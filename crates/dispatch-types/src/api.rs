//! Request body types for the backend HTTP endpoints.
//!
//! Field names here are wire facts owned by the backend: login and
//! order-mutation bodies use PascalCase keys, unlike the camelCase order
//! payloads the backend returns. Optional fields serialize as JSON `null`.

use chrono::{DateTime, Utc};
use serde::Serialize;

use crate::order::OrderStatus;
use crate::utils::time::iso_millis;

/// Body for the login endpoint.
#[derive(Debug, Clone, Serialize)]
#[serde(rename_all = "PascalCase")]
pub struct LoginRequest {
	/// Email address or phone number identifying the user.
	pub email_or_phone: String,
	pub password: String,
}

/// Body for the dispatch endpoint: assigns a driver and pickup address to an
/// order. The order status is not part of this body and remains unchanged.
#[derive(Debug, Clone, Serialize)]
#[serde(rename_all = "PascalCase")]
pub struct DispatchOrderRequest {
	/// Identifier of the order being dispatched.
	pub id: String,
	/// Identifier of the dispatcher recording the assignment.
	pub dispatcher_id: String,
	/// Identifier of the driver the order is assigned to.
	pub dispatched_to_id: String,
	/// Pickup address for the driver, carried over from the order's
	/// shipping history.
	pub pickup_address: Option<String>,
	pub note: String,
	#[serde(with = "iso_millis")]
	pub date_created: DateTime<Utc>,
}

/// Body for the shipping-status endpoint: records a status change with a
/// note. Driver and pickup address are never set on a status change.
#[derive(Debug, Clone, Serialize)]
#[serde(rename_all = "PascalCase")]
pub struct ShippingOrderRequest {
	/// Identifier of the order being updated.
	pub id: String,
	/// Identifier of the actor recording the change.
	pub dispatcher_id: String,
	pub dispatched_to_id: Option<String>,
	pub pickup_address: Option<String>,
	pub note: String,
	#[serde(with = "iso_millis")]
	pub date_created: DateTime<Utc>,
	/// New persisted status for the order.
	pub status: OrderStatus,
}

#[cfg(test)]
mod tests {
	use super::*;
	use chrono::TimeZone;

	fn timestamp() -> DateTime<Utc> {
		Utc.with_ymd_and_hms(2024, 5, 1, 12, 0, 0).unwrap()
	}

	#[test]
	fn test_login_request_field_names() {
		let body = LoginRequest {
			email_or_phone: "linh.tran@example.com".to_string(),
			password: "hunter2".to_string(),
		};
		let value = serde_json::to_value(&body).unwrap();

		assert_eq!(value["EmailOrPhone"], "linh.tran@example.com");
		assert_eq!(value["Password"], "hunter2");
	}

	#[test]
	fn test_dispatch_request_wire_shape() {
		let body = DispatchOrderRequest {
			id: "ord_6f2a".to_string(),
			dispatcher_id: "usr_d1".to_string(),
			dispatched_to_id: "drv_9".to_string(),
			pickup_address: Some("48 Warehouse Rd".to_string()),
			note: "Fragile".to_string(),
			date_created: timestamp(),
		};
		let value = serde_json::to_value(&body).unwrap();

		assert_eq!(value["Id"], "ord_6f2a");
		assert_eq!(value["DispatcherId"], "usr_d1");
		assert_eq!(value["DispatchedToId"], "drv_9");
		assert_eq!(value["PickupAddress"], "48 Warehouse Rd");
		assert_eq!(value["DateCreated"], "2024-05-01T12:00:00.000Z");
		// A dispatch body never carries a status.
		assert!(value.get("Status").is_none());
	}

	#[test]
	fn test_shipping_request_nulls_and_status() {
		let body = ShippingOrderRequest {
			id: "ord_6f2a".to_string(),
			dispatcher_id: "usr_s2".to_string(),
			dispatched_to_id: None,
			pickup_address: None,
			note: "Left at the depot".to_string(),
			date_created: timestamp(),
			status: OrderStatus::Shipping,
		};
		let value = serde_json::to_value(&body).unwrap();

		assert!(value["DispatchedToId"].is_null());
		assert!(value["PickupAddress"].is_null());
		assert_eq!(value["Status"], "Shipping");
	}
}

## EXERCISE REQUIREMENTS
The answer must be one number: how many lines in the material above contain the word "Warehouse".

## SOLUTION TO THIS PROBLEM
2